The Catholic Church says it plans to continue actively opposing the Marriage (Same Sex Couples) Bill on the grounds of religious “protections” following this week’s vote in the House of Lords.

A spokesman for the Catholic Bishops’ Conference of England and Wales said: “The Church’s principled objection to the legal re-definition of marriage is consistently and clearly set out.

“Following the bill’s second reading in the House of Lords, the Church’s aim is to ensure the bill, as it goes to committee stage, is amended so that it effectively delivers the protections that the government promised to provide for schools, religious organisations and individuals.”
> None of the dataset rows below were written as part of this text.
//! HTTP client for ESL management API communication.
//!
//! This module provides the [`HttpClient`] type, the single primitive every
//! resource request goes through.

use std::collections::HashMap;
use std::sync::Arc;

use reqwest::header::{HeaderMap, HeaderName, HeaderValue, AUTHORIZATION};

use crate::clients::errors::{HttpError, HttpResponseError, InvalidHttpRequestError};
use crate::clients::http_request::HttpRequest;
use crate::clients::http_response::HttpResponse;
use crate::clients::observer::RequestObserver;
use crate::config::{BaseUrl, BearerToken, EslConfig};

/// Crate version from Cargo.toml.
pub const SDK_VERSION: &str = env!("CARGO_PKG_VERSION");

/// HTTP client for making requests to the ESL management API.
///
/// The client handles:
/// - URL construction from the configured base URL
/// - Default headers (`Content-Type`, `Accept`, `User-Agent`)
/// - Overlaying caller headers, then the bearer token
/// - Converting non-2xx responses into [`HttpError::Response`]
/// - Reporting every exchange to the configured [`RequestObserver`]
///
/// Requests are attempted exactly once. There is no retry.
///
/// # Thread Safety
///
/// `HttpClient` is `Send + Sync` and cheap to clone; clones share the
/// underlying connection pool.
///
/// # Example
///
/// ```rust,ignore
/// use esl_api::EslConfig;
/// use esl_api::clients::{HttpClient, HttpRequest, HttpMethod};
///
/// let client = HttpClient::new(&EslConfig::default())?;
///
/// let request = HttpRequest::builder(HttpMethod::Get, "stores/")
///     .build()
///     .unwrap();
///
/// let response = client.request(request).await?;
/// ```
#[derive(Clone, Debug)]
pub struct HttpClient {
    /// The internal reqwest HTTP client.
    client: reqwest::Client,
    /// Base URL (e.g., `https://esl-management-platform.onrender.com`).
    base_url: BaseUrl,
    /// Default headers to include in all requests.
    default_headers: HashMap<String, String>,
    /// Token sent when the request does not carry its own.
    bearer_token: Option<BearerToken>,
    observer: Arc<dyn RequestObserver>,
}

// Verify HttpClient is Send + Sync at compile time
const _: fn() = || {
    const fn assert_send_sync<T: Send + Sync>() {}
    assert_send_sync::<HttpClient>();
};

impl HttpClient {
    /// Creates a new HTTP client from the configuration.
    ///
    /// # Errors
    ///
    /// Returns [`HttpError::Network`] if the underlying reqwest client cannot
    /// be created (e.g., TLS initialization failure).
    pub fn new(config: &EslConfig) -> Result<Self, HttpError> {
        let user_agent_prefix = config
            .user_agent_prefix()
            .map_or(String::new(), |prefix| format!("{prefix} | "));
        let rust_version = env!("CARGO_PKG_RUST_VERSION");
        let user_agent =
            format!("{user_agent_prefix}ESL API Client v{SDK_VERSION} | Rust {rust_version}");

        let mut default_headers = HashMap::new();
        default_headers.insert("Content-Type".to_string(), "application/json".to_string());
        default_headers.insert("Accept".to_string(), "application/json".to_string());
        default_headers.insert("User-Agent".to_string(), user_agent);

        let mut builder = reqwest::Client::builder().use_rustls_tls();
        if let Some(timeout) = config.timeout() {
            builder = builder.timeout(timeout);
        }
        let client = builder.build()?;

        Ok(Self {
            client,
            base_url: config.base_url().clone(),
            default_headers,
            bearer_token: config.bearer_token().cloned(),
            observer: config.observer(),
        })
    }

    /// Returns the base URL for this client.
    #[must_use]
    pub const fn base_url(&self) -> &BaseUrl {
        &self.base_url
    }

    /// Returns the default headers for this client.
    #[must_use]
    pub const fn default_headers(&self) -> &HashMap<String, String> {
        &self.default_headers
    }

    /// Returns the bearer token sent with requests that carry none of their own.
    #[must_use]
    pub const fn bearer_token(&self) -> Option<&BearerToken> {
        self.bearer_token.as_ref()
    }

    /// Returns a clone of this client that authenticates with `token`.
    #[must_use]
    pub fn with_bearer_token(&self, token: Option<BearerToken>) -> Self {
        Self {
            bearer_token: token,
            ..self.clone()
        }
    }

    /// Returns the full URL for a path relative to the base URL.
    #[must_use]
    pub fn url_for(&self, path: &str) -> String {
        self.base_url.join(path)
    }

    /// Builds the headers sent with `request`.
    ///
    /// Defaults come first, then the request's extra headers replace any
    /// default with the same (case-insensitive) name, then the bearer token
    /// sets `Authorization`.
    ///
    /// # Errors
    ///
    /// Returns [`InvalidHttpRequestError::InvalidHeader`] if a header name or
    /// value cannot be sent over HTTP.
    pub fn build_headers(&self, request: &HttpRequest) -> Result<HeaderMap, InvalidHttpRequestError> {
        let mut headers = HeaderMap::new();

        for (key, value) in &self.default_headers {
            insert_header(&mut headers, key, value)?;
        }
        if let Some(extra) = &request.extra_headers {
            for (key, value) in extra {
                insert_header(&mut headers, key, value)?;
            }
        }
        if let Some(token) = request.bearer_token.as_ref().or(self.bearer_token.as_ref()) {
            let value = HeaderValue::from_str(&token.header_value()).map_err(|_| {
                InvalidHttpRequestError::InvalidHeader {
                    name: AUTHORIZATION.to_string(),
                }
            })?;
            headers.insert(AUTHORIZATION, value);
        }

        Ok(headers)
    }

    /// Sends an HTTP request to the API.
    ///
    /// # Errors
    ///
    /// Returns [`HttpError`] if:
    /// - Request validation fails (`InvalidRequest`)
    /// - The transport fails or times out (`Network`)
    /// - A non-2xx response is received (`Response`)
    pub async fn request(&self, request: HttpRequest) -> Result<HttpResponse, HttpError> {
        request.verify()?;

        let url = self.url_for(&request.path);
        let headers = self.build_headers(&request)?;

        self.observer.on_request(request.http_method, &url);
        let result = self.send(&url, &request, headers).await;
        match &result {
            Ok(response) => self
                .observer
                .on_response(request.http_method, &url, response),
            Err(error) => self.observer.on_error(request.http_method, &url, error),
        }

        result
    }

    async fn send(
        &self,
        url: &str,
        request: &HttpRequest,
        headers: HeaderMap,
    ) -> Result<HttpResponse, HttpError> {
        let mut req_builder = self
            .client
            .request(request.http_method.as_reqwest(), url)
            .headers(headers);

        if let Some(query) = &request.query {
            req_builder = req_builder.query(query);
        }
        if let Some(body) = &request.body {
            req_builder = req_builder.body(body.to_string());
        }

        let res = req_builder.send().await?;

        let code = res.status().as_u16();
        let res_headers = Self::parse_response_headers(res.headers());
        let body = res.text().await?;

        let response = HttpResponse::new(code, res_headers, body);
        if response.is_ok() {
            return Ok(response);
        }

        Err(HttpError::Response(HttpResponseError {
            code,
            message: response.error_message(),
        }))
    }

    /// Parses response headers into a `HashMap`.
    fn parse_response_headers(headers: &HeaderMap) -> HashMap<String, Vec<String>> {
        let mut result: HashMap<String, Vec<String>> = HashMap::new();
        for (name, value) in headers {
            let key = name.as_str().to_lowercase();
            let value = value.to_str().unwrap_or_default().to_string();
            result.entry(key).or_default().push(value);
        }
        result
    }
}

fn insert_header(
    headers: &mut HeaderMap,
    key: &str,
    value: &str,
) -> Result<(), InvalidHttpRequestError> {
    let invalid = || InvalidHttpRequestError::InvalidHeader {
        name: key.to_string(),
    };
    let name = HeaderName::from_bytes(key.as_bytes()).map_err(|_| invalid())?;
    let value = HeaderValue::from_str(value).map_err(|_| invalid())?;
    headers.insert(name, value);
    Ok(())
}

#[cfg(test)]
mod tests {
    use super::*;
    use crate::clients::HttpMethod;
    use reqwest::header::CONTENT_TYPE;

    fn create_test_config(token: Option<&str>) -> EslConfig {
        let mut builder =
            EslConfig::builder().base_url(BaseUrl::new("http://localhost:8000").unwrap());
        if let Some(token) = token {
            builder = builder.bearer_token(BearerToken::new(token).unwrap());
        }
        builder.build().unwrap()
    }

    fn get_request() -> HttpRequest {
        HttpRequest::builder(HttpMethod::Get, "stores/")
            .build()
            .unwrap()
    }

    #[test]
    fn test_client_construction_with_config() {
        let client = HttpClient::new(&create_test_config(None)).unwrap();

        assert_eq!(client.base_url().as_ref(), "http://localhost:8000");
        assert!(client.bearer_token().is_none());
    }

    #[test]
    fn test_default_headers_are_json() {
        let client = HttpClient::new(&create_test_config(None)).unwrap();

        assert_eq!(
            client.default_headers().get("Content-Type"),
            Some(&"application/json".to_string())
        );
        assert_eq!(
            client.default_headers().get("Accept"),
            Some(&"application/json".to_string())
        );
    }

    #[test]
    fn test_user_agent_with_prefix() {
        let config = EslConfig::builder()
            .user_agent_prefix("Dashboard/1.0")
            .build()
            .unwrap();
        let client = HttpClient::new(&config).unwrap();

        let user_agent = client.default_headers().get("User-Agent").unwrap();
        assert!(user_agent.starts_with("Dashboard/1.0 | "));
        assert!(user_agent.contains("ESL API Client v"));
    }

    #[test]
    fn test_url_for_joins_paths() {
        let client = HttpClient::new(&create_test_config(None)).unwrap();
        assert_eq!(client.url_for("stores/"), "http://localhost:8000/stores/");
        assert_eq!(
            client.url_for("categories/initialize"),
            "http://localhost:8000/categories/initialize"
        );
    }

    #[test]
    fn test_build_headers_adds_authorization_when_token_configured() {
        let client = HttpClient::new(&create_test_config(Some("abc"))).unwrap();
        let headers = client.build_headers(&get_request()).unwrap();

        assert_eq!(headers.get(AUTHORIZATION).unwrap(), "Bearer abc");
        assert_eq!(headers.get(CONTENT_TYPE).unwrap(), "application/json");
    }

    #[test]
    fn test_build_headers_omits_authorization_without_token() {
        let client = HttpClient::new(&create_test_config(None)).unwrap();
        let headers = client.build_headers(&get_request()).unwrap();

        assert!(headers.get(AUTHORIZATION).is_none());
    }

    #[test]
    fn test_caller_headers_override_defaults_case_insensitively() {
        let client = HttpClient::new(&create_test_config(None)).unwrap();
        let request = HttpRequest::builder(HttpMethod::Get, "stores/")
            .header("content-type", "application/vnd.esl+json")
            .build()
            .unwrap();

        let headers = client.build_headers(&request).unwrap();
        assert_eq!(headers.get_all(CONTENT_TYPE).iter().count(), 1);
        assert_eq!(
            headers.get(CONTENT_TYPE).unwrap(),
            "application/vnd.esl+json"
        );
    }

    #[test]
    fn test_bearer_token_overrides_caller_authorization_header() {
        let client = HttpClient::new(&create_test_config(Some("configured"))).unwrap();
        let request = HttpRequest::builder(HttpMethod::Get, "stores/")
            .header("Authorization", "Basic Zm9vOmJhcg==")
            .build()
            .unwrap();

        let headers = client.build_headers(&request).unwrap();
        assert_eq!(headers.get(AUTHORIZATION).unwrap(), "Bearer configured");
    }

    #[test]
    fn test_request_token_overrides_client_token() {
        let client = HttpClient::new(&create_test_config(Some("configured"))).unwrap();
        let request = HttpRequest::builder(HttpMethod::Get, "stores/")
            .bearer_token(BearerToken::new("per-call").unwrap())
            .build()
            .unwrap();

        let headers = client.build_headers(&request).unwrap();
        assert_eq!(headers.get(AUTHORIZATION).unwrap(), "Bearer per-call");
    }

    #[test]
    fn test_invalid_header_name_is_rejected() {
        let client = HttpClient::new(&create_test_config(None)).unwrap();
        let request = HttpRequest::builder(HttpMethod::Get, "stores/")
            .header("bad header", "value")
            .build()
            .unwrap();

        assert!(matches!(
            client.build_headers(&request),
            Err(InvalidHttpRequestError::InvalidHeader { name }) if name == "bad header"
        ));
    }

    #[test]
    fn test_with_bearer_token_leaves_original_untouched() {
        let client = HttpClient::new(&create_test_config(None)).unwrap();
        let authed = client.with_bearer_token(Some(BearerToken::new("t").unwrap()));

        assert!(client.bearer_token().is_none());
        assert_eq!(authed.bearer_token().unwrap().as_ref(), "t");
    }

    #[test]
    fn test_client_is_send_sync() {
        fn assert_send_sync<T: Send + Sync>() {}
        assert_send_sync::<HttpClient>();
    }
}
The bill will now go on to committee in the Lords, where it will be scrutinised line-by-line on the floor of the Upper House from Monday 17 June.

On Wednesday, the Church of England said it accepted that there is a clear majority in Parliament to introduce same-sex marriage and that it will therefore end its opposition to the reform.

Rt Revd Tim Stevens, the Bishop of Leicester, who convenes the Church of England bishops in the House of Lords said that their role is to “join with other Members in the task of considering how this legislation can be put into better shape.”

Quakers, Unitarians, the Metropolitan Church, Reform and Liberal Judaism all support same-sex marriage. The Chief Rabbi, Lord Sacks, abstained in Tuesday’s vote.